Anyway, Owen thinks himself an eccentric genius and likes causing trouble, we’re told. He also insists on using a typewriter and sending physical manuscripts around just to be awkward. And although Chard’s house has been publishing him for a while, they’re tired of his tantrums, hence her sending a second copy to Fisher. Then her employee called her, having flicked through the script after sending the copies out, to ask if she’d actually read it and he read her the worst bits, so she called both publishers to say it was a first draft sent by mistake and could they return it without reading it, before calling Owen. Owen was too pleased with himself to listen and invited her to a celebratory dinner, so she went and told him his book was vile garbage and he lost it and started screaming abuse in the restaurant before declaring he’d self-publish it online as an ebook (despite being technologically inept) and storming out.
The existing publisher at Chard read it and was furious with her, and hung up on her when she admitted she’d sent it to Fisher.
Owen took his original manuscript and notes with him when he vanished, Strike says helpfully. Liz says Owen has a girlfriend who self-publishes really bad erotic fantasy novels – fuck off, Rowling – and she tried to contact her to warn her not to help him publish it but couldn’t get hold of her, and goes to find the number. Strike noses around in her absence and finds a photo of Liz (badly dressed and fat, of course) with a very beautiful young man, an ugly man of indeterminate age, and Owen (also fat). Liz comes back, and instead of asking him what the fuck he’s doing, helpfully explains that the pretty man is a young talented author called Joseph North, who died, and the ugly man is Michael Fancourt who used to be a client of hers.

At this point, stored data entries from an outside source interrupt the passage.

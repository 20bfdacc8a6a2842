//! Common types and utilities for the swz compiler.
//!
//! This crate provides foundational types used across all swz crates:
//! - Source spans (`Span`, `Spanned`)
//! - Line/column conversion (`LineMap`, `LineCol`)
//! - Diagnostics (`Diagnostic`, severity, stable codes, message templates)
//! - Compiler limits and thresholds

// Span - Source location tracking (byte offsets)
pub mod span;
pub use span::{Span, Spanned};

// Line/column types for source locations
pub mod position;
pub use position::{LineCol, LineMap};

// Diagnostics - severity, codes, message templates
pub mod diagnostics;
pub use diagnostics::{Diagnostic, DiagnosticSeverity, diagnostic_codes, format_message};

// Centralized limits and thresholds
pub mod limits;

Strike asks why she doesn’t represent Fancourt any more and she says she had to choose between Fancourt and Owen (for reasons that are not explained) and stupidly chose Owen, before changing the subject and giving him the girlfriend’s number. He asks if she has any idea where to find Owen since she’s found him before, and Liz says she never found him, he always called after a few days to ask for an advance to pay his bills. Strike’s surprised that she pays, and Liz asks if he’s met the Quines’ daughter Orlando before saying vaguely that she and Owen used to be friends once and go back a long way, and listing a few of the hotels she remembers him using before.
I assume this means the daughter is ill or has special needs and thus needs money for care? I hope not, I already don’t think much of Owen, and there’s no suspense in a murder mystery when you don’t care who killed the victim as long as someone did.
Strike asks if Liz thinks Owen might have done something stupid, and she laughs. He’d never want to deprive the world of his genius, she says, and wouldn’t want to spoil the huge dramatic manhunt he seems to expect every time he goes missing. When Strike tries to end the interview Liz asks a favour – if he’s going to be out trawling around all the people connected to this, could he please tell them that she genuinely didn’t know what was in the book when she sent it out, that she was careless because she was sick but not guilty of conspiracy? Because this is hurting her reputation and that affects her clients, she’s even been uninvited from a party at Roper Chard tomorrow. Surprisingly, Strike agrees.
The chapter ends with the elderly Dobermann growling at Strike and Liz commenting that the dog bit Owen once, and she thinks it’s a shame it wasn’t fatal.
This is turning into quite a long post, but I suppose I can force myself through another chapter or two before stopping. Strike calls Robin to rearrange various appointments and pass messages on to clients – we finally get a possible name for the soon-to-be-divorced woman! Her name might be Caroline Ingles. I hope this doesn’t end up being racist – and give her some more hotels to check because he’s going to check out Owen’s mistress himself when he gets time. Robin hasn’t found Owen yet, shockingly, and gets in an unnecessary comment that there’s no way hotel staff could miss him if he was staying with them.
Strike goes off to work for yet another client, tailing a PA because her boss and lover thinks she’s passing information and sexual favours to a rival company. Fuck off, book. It does at least turn out that the woman isn’t doing anything of the sort, and when she told her lover that she was going to a beauty salon for his benefit she actually meant it. Strike found the stakeout very boring, so decides to go and see Owen’s mistress for something to do now he’s finished it. Her name is Kathryn Kent. That amuses me, I had a friend called Kathryn at uni for three years including a year as housemates before she decided one minute after graduation to be ‘too busy’ to talk to me or any of our other friends ever again. Unless the description is radically different I’m going to be imagining her.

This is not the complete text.